Single cell based PCR, RNA-seq and genome sequencing may be used to examine the heterogeneity in gene expression or gene/genome sequence in a cell population and may be used to determine the homogeneity of producing cells. Determination of clonality (or the proof that a producing line is indeed originated from a “clone”) is important to manufacturers and regulatory agencies. By surveying “marker” sites on the genome that is unique to each clone, e.g., the transgene integration sites, through single cell PCR, one may be able to determine the clonality of a population of producing cells.

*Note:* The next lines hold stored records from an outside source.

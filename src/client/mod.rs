//! Kintone REST client
//!
//! `KintoneClient` holds one credentials bundle and one HTTP transport and
//! exposes a method per endpoint:
//!
//! - **Metadata**: form layout and field definitions
//! - **Records**: single fetch, paginated fetch (offset or cursor), create,
//!   update, delete
//! - **Files**: upload to obtain a file key, download by file key
//!
//! Every method validates the app id before touching the network.

mod files;
mod metadata;
mod records;

pub use files::FileSource;
pub use records::RecordQuery;

use crate::auth::Credentials;
use crate::config::ClientConfig;
use crate::error::{Error, Result};
use crate::http::{HttpClient, HttpClientConfig};
use crate::types::{AppId, JsonValue};
use reqwest::Response;
use serde::de::DeserializeOwned;

/// Form layout endpoint
pub const FORM_PATH: &str = "/k/v1/form.json";
/// Field definitions endpoint
pub const FIELDS_PATH: &str = "/k/v1/app/form/fields.json";
/// Single record endpoint
pub const RECORD_PATH: &str = "/k/v1/record.json";
/// Bulk records endpoint
pub const RECORDS_PATH: &str = "/k/v1/records.json";
/// File upload/download endpoint
pub const FILE_PATH: &str = "/k/v1/file.json";

/// Client for one Kintone app
#[derive(Debug)]
pub struct KintoneClient {
    http: HttpClient,
    credentials: Credentials,
}

impl KintoneClient {
    /// Create a client with default HTTP settings
    ///
    /// Fails if the domain is empty or the credentials carry no usable
    /// authentication scheme.
    pub fn new(credentials: Credentials) -> Result<Self> {
        Self::with_http_config(credentials, HttpClientConfig::default())
    }

    /// Create a client with custom HTTP settings; the base URL is derived
    /// from the credentials' domain
    pub fn with_http_config(credentials: Credentials, config: HttpClientConfig) -> Result<Self> {
        let config = HttpClientConfig {
            base_url: Some(base_url(&credentials.domain)?),
            ..config
        };
        let http = HttpClient::with_auth(config, &credentials)?;
        Ok(Self { http, credentials })
    }

    /// Create a client from a loaded configuration file
    pub fn from_config(config: &ClientConfig) -> Result<Self> {
        Self::with_http_config(config.credentials(), config.http_config())
    }

    /// The credentials bundle
    pub fn credentials(&self) -> &Credentials {
        &self.credentials
    }

    /// The underlying transport
    pub fn http(&self) -> &HttpClient {
        &self.http
    }

    /// Validated app id
    pub fn app_id(&self) -> Result<AppId> {
        AppId::parse(&self.credentials.app)
    }
}

/// Derive the API base URL from a domain or URL
///
/// A bare host gets `https://`; trailing slashes are dropped.
pub fn base_url(domain: &str) -> Result<String> {
    let domain = domain.trim().trim_end_matches('/');
    if domain.is_empty() {
        return Err(Error::missing_field("domain"));
    }
    let url = if domain.starts_with("http://") || domain.starts_with("https://") {
        domain.to_string()
    } else {
        format!("https://{domain}")
    };
    url::Url::parse(&url)?;
    Ok(url)
}

/// Read a response body as JSON along with its status
///
/// An empty body reads as `null`. A non-JSON body on an error status is
/// kept as a JSON string so callers can still report it.
async fn read_json(response: Response) -> Result<(u16, JsonValue)> {
    let status = response.status();
    let text = response.text().await?;
    if text.trim().is_empty() {
        return Ok((status.as_u16(), JsonValue::Null));
    }
    match serde_json::from_str(&text) {
        Ok(value) => Ok((status.as_u16(), value)),
        Err(_) if !status.is_success() => Ok((status.as_u16(), JsonValue::String(text))),
        Err(e) => Err(Error::decode(format!("invalid JSON response: {e}"))),
    }
}

/// Read-side contract: a body with `code` and `message` is a remote error
async fn read_result(response: Response) -> Result<JsonValue> {
    let (status, body) = read_json(response).await?;
    if let Some(err) = Error::from_api_body(status, &body) {
        return Err(err);
    }
    if !(200..300).contains(&status) {
        return Err(Error::from_read_body(status, &body));
    }
    Ok(body)
}

/// Write-side contract: anything but 200 is a validation error
async fn write_result(response: Response) -> Result<JsonValue> {
    let (status, body) = read_json(response).await?;
    if status != 200 {
        return Err(Error::validation(status, body));
    }
    Ok(body)
}

/// Deserialize a response value, reporting shape mismatches as decode errors
fn decode<T: DeserializeOwned>(value: JsonValue) -> Result<T> {
    serde_json::from_value(value).map_err(|e| Error::decode(e.to_string()))
}

/// Take a required key out of a response object
fn take_field(mut body: JsonValue, key: &str) -> Result<JsonValue> {
    body.get_mut(key)
        .map(JsonValue::take)
        .ok_or_else(|| Error::decode(format!("response has no '{key}'")))
}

As genomic technology makes inroads into cell line development, the importance of systems biotechnology is also apparent. The availability of transcriptomic and proteomic data has allowed one to have more comprehensive and quantitative understanding of the make-up of metabolic, signalling, secretory, and other pathways. This has allowed for the development of better mathematical models to describe their dynamics. The integration of—omic data with these models may 1 day enable us to choose a production cell line based on the predicted metabolic behavior and product glycosylation pattern.

Concluding remarks

The productivity of protein therapeutics has increased by nearly two orders of magnitude in the past two decades. Efficient development of better cell lines has played a major role in this success. However, the basic method of cell line development remains largely similar over these years. With recent advances in genomics and the development of genome editing tools, we will likely see a transformation of cell line development in the near future. We will likely see increasing efforts on engineering host cells for better growth and metabolic characteristics and other hyperproductivity traits. The deployment of genomic technology and systems approaches to “design” producing cells will likely become the hallmark of the next generation of cell line development.